## EXERCISE DESCRIPTION:
Work out how many lines in the records contain the word "info", and give that number alone.

++++++

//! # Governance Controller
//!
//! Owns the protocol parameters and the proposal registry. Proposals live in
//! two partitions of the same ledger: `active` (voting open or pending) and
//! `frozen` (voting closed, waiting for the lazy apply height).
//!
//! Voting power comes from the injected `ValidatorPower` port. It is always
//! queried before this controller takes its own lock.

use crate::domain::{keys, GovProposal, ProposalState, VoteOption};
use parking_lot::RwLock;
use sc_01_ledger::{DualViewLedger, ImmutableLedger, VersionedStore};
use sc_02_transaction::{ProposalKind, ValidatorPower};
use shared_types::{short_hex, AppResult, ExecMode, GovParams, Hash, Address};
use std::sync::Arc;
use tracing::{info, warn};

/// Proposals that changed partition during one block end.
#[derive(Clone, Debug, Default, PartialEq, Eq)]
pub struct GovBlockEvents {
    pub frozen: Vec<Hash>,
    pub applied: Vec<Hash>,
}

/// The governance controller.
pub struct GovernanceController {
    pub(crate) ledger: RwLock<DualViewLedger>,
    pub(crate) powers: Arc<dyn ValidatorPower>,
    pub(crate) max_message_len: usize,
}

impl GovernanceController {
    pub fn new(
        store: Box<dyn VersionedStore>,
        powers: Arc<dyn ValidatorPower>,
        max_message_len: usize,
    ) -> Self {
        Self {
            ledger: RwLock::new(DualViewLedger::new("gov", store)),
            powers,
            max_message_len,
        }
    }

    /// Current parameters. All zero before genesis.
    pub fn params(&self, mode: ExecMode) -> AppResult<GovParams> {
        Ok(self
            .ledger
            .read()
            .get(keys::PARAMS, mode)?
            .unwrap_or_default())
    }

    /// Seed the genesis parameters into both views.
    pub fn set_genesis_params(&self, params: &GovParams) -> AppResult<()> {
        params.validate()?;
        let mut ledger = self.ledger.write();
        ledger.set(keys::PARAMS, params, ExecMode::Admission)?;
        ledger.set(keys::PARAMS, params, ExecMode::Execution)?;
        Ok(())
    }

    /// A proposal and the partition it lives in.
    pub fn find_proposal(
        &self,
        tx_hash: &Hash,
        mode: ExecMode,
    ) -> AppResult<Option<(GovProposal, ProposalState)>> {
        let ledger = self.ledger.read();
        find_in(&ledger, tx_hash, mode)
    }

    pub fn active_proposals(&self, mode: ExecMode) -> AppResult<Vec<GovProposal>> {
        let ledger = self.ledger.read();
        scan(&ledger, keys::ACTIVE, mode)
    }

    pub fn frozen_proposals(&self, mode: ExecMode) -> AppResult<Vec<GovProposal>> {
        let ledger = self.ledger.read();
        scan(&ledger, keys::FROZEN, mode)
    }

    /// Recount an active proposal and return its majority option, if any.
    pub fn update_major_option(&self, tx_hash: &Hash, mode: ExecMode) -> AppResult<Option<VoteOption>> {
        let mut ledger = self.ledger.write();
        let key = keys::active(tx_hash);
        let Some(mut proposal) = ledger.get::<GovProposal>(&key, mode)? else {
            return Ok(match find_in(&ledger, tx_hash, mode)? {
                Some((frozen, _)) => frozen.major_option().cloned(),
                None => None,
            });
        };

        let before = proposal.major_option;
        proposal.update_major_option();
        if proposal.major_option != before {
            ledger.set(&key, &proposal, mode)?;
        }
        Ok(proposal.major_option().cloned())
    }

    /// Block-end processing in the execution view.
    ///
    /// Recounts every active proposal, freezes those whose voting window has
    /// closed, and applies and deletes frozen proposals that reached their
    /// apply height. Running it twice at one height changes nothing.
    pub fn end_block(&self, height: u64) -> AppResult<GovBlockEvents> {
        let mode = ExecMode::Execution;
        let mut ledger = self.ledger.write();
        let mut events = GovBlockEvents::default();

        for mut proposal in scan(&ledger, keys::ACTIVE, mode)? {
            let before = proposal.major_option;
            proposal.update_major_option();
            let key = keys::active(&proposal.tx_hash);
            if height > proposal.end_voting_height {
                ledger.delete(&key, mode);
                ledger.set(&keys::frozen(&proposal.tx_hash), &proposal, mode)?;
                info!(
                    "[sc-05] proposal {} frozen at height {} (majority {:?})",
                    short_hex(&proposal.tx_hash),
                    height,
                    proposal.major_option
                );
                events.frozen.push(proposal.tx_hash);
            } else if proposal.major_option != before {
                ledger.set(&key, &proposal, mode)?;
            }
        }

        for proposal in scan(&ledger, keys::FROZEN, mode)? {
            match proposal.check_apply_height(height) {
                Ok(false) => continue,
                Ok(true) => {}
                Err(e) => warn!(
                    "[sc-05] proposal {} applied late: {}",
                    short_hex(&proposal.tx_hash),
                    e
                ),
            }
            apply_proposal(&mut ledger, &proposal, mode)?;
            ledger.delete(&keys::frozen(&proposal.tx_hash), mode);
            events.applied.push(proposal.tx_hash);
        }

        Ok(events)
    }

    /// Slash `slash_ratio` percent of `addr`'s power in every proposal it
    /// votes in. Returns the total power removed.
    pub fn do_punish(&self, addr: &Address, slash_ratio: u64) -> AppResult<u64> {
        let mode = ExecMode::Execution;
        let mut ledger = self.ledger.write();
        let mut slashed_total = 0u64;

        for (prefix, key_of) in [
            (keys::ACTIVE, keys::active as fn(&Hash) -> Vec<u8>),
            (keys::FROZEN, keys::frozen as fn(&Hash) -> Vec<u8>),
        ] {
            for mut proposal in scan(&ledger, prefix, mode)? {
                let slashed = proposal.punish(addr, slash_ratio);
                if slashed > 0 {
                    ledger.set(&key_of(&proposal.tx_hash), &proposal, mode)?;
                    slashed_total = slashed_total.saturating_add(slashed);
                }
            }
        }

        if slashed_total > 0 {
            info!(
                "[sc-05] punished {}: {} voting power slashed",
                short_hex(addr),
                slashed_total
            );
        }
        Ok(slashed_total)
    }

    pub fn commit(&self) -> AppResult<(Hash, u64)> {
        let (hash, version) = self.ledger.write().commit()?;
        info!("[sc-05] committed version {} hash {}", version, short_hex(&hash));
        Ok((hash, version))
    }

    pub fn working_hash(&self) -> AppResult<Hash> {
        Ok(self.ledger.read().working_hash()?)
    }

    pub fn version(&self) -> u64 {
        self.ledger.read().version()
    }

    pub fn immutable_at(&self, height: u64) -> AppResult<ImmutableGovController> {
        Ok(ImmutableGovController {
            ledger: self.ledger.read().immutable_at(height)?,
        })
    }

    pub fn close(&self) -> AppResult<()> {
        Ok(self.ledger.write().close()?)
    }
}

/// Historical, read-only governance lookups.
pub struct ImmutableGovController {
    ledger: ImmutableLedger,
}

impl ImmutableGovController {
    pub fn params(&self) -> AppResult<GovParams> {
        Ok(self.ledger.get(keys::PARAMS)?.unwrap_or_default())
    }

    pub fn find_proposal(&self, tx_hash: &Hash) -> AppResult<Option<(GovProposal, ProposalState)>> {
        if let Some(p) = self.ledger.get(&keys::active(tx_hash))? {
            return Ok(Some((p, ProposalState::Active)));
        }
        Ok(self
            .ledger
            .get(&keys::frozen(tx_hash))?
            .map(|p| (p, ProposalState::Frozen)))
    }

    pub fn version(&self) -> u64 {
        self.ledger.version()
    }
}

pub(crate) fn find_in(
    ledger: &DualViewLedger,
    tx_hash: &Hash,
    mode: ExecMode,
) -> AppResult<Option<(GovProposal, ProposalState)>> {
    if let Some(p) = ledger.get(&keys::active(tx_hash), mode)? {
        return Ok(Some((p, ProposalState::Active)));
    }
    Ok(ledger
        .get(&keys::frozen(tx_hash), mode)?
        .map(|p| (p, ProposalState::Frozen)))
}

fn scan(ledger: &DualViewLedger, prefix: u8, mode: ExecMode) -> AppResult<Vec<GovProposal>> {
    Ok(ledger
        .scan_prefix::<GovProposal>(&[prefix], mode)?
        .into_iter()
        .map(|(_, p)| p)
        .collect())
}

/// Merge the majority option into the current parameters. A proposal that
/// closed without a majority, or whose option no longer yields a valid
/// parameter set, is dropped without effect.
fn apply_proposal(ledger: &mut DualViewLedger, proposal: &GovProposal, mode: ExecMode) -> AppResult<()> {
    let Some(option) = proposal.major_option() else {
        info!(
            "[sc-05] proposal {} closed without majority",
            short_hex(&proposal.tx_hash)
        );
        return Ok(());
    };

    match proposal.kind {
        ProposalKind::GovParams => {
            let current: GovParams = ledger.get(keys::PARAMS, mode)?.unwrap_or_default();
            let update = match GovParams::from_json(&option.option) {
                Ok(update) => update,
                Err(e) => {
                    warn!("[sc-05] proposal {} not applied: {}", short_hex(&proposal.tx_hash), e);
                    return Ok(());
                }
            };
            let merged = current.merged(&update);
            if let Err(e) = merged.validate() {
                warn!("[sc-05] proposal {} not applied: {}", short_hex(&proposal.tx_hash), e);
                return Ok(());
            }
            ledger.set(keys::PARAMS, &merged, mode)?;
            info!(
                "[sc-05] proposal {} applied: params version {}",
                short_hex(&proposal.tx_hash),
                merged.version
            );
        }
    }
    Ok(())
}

++++++

## YOUR RESPONSE:
6